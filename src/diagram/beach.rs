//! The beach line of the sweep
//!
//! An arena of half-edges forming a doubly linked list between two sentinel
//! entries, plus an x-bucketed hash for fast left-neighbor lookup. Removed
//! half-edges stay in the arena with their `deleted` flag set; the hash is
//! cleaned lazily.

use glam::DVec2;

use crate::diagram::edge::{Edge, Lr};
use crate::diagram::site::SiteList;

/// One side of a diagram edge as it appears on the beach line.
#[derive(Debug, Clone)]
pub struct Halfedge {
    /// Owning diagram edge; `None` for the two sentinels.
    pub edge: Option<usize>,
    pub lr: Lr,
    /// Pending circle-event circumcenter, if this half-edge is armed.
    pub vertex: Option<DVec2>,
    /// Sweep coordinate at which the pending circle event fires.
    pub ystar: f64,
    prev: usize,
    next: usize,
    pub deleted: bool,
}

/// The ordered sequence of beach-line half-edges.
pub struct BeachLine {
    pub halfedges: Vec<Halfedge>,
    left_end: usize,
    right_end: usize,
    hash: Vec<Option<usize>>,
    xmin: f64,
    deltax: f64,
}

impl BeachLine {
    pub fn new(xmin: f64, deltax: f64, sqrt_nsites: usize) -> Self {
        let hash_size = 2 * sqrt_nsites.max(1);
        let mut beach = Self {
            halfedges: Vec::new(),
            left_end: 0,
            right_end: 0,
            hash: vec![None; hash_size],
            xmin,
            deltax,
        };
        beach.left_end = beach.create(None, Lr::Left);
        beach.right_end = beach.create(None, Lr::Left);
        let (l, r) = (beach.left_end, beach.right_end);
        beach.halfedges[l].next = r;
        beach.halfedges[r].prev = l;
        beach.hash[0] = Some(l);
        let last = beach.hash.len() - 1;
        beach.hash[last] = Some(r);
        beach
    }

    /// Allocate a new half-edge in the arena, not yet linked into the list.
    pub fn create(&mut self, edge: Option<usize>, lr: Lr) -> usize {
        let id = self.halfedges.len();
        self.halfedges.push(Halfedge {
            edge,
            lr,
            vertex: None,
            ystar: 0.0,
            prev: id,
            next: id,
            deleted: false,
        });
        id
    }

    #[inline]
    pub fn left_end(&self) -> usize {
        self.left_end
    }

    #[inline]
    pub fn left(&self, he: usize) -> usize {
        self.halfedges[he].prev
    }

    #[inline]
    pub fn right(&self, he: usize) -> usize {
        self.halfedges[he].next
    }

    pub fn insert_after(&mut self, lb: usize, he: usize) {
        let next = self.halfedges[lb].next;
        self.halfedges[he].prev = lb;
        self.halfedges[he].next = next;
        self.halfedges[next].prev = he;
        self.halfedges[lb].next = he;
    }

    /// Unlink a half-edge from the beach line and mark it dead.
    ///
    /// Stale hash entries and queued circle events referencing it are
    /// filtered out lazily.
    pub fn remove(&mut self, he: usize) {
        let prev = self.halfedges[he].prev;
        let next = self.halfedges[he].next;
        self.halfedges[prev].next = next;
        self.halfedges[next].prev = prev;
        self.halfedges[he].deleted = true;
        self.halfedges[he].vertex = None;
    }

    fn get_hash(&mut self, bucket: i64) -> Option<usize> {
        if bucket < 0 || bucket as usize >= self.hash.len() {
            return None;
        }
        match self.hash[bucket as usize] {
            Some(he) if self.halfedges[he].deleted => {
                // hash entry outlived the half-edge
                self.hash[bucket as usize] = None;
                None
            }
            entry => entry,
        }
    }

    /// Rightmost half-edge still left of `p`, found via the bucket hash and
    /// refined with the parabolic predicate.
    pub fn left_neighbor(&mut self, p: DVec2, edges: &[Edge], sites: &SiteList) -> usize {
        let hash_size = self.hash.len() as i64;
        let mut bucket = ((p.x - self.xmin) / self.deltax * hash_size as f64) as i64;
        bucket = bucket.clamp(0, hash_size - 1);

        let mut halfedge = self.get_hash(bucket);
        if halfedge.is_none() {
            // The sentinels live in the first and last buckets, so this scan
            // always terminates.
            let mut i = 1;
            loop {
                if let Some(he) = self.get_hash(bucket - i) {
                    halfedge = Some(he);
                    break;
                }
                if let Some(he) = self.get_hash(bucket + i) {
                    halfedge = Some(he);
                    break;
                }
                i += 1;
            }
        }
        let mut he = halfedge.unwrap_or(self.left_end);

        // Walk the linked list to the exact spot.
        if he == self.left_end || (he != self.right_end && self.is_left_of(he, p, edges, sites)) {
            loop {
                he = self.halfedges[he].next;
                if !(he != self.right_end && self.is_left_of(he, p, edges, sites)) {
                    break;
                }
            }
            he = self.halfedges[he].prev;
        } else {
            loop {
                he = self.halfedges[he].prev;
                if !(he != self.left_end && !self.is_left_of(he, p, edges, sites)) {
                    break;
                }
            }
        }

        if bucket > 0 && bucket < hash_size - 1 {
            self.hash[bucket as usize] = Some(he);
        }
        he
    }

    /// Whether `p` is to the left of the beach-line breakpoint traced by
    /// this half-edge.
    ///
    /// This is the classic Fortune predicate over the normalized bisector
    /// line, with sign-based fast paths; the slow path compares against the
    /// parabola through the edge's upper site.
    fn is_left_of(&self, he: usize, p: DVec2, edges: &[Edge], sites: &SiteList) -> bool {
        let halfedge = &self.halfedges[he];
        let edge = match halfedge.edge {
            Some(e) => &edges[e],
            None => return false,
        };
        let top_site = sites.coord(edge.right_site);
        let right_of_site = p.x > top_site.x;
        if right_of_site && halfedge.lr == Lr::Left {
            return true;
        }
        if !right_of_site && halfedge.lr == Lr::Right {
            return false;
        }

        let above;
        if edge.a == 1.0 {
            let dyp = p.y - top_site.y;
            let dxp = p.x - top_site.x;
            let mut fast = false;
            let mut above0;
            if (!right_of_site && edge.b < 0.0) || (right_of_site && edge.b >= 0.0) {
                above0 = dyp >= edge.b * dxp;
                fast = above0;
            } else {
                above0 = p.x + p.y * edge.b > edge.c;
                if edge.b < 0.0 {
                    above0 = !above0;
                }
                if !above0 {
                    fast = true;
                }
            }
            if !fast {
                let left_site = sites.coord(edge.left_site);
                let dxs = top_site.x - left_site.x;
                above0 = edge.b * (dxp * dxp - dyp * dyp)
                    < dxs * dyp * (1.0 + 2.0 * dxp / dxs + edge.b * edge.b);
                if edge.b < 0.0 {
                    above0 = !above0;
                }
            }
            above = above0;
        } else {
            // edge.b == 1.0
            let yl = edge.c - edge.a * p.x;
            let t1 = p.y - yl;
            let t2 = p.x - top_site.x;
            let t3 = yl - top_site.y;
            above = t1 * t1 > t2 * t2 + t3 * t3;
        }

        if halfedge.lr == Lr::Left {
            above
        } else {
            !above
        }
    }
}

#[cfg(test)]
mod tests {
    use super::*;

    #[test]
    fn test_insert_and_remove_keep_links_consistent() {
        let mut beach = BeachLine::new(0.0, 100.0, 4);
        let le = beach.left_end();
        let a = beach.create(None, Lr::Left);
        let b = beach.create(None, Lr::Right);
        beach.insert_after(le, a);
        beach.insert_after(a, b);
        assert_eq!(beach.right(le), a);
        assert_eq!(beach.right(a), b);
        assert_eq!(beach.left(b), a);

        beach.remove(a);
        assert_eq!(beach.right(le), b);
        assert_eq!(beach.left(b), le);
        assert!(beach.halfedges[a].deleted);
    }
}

■ Problem to work on
Write out each line above that contains the word "circle".

■ Exercise result
    /// Pending circle-event circumcenter, if this half-edge is armed.
    /// Sweep coordinate at which the pending circle event fires.
    /// Stale hash entries and queued circle events referencing it are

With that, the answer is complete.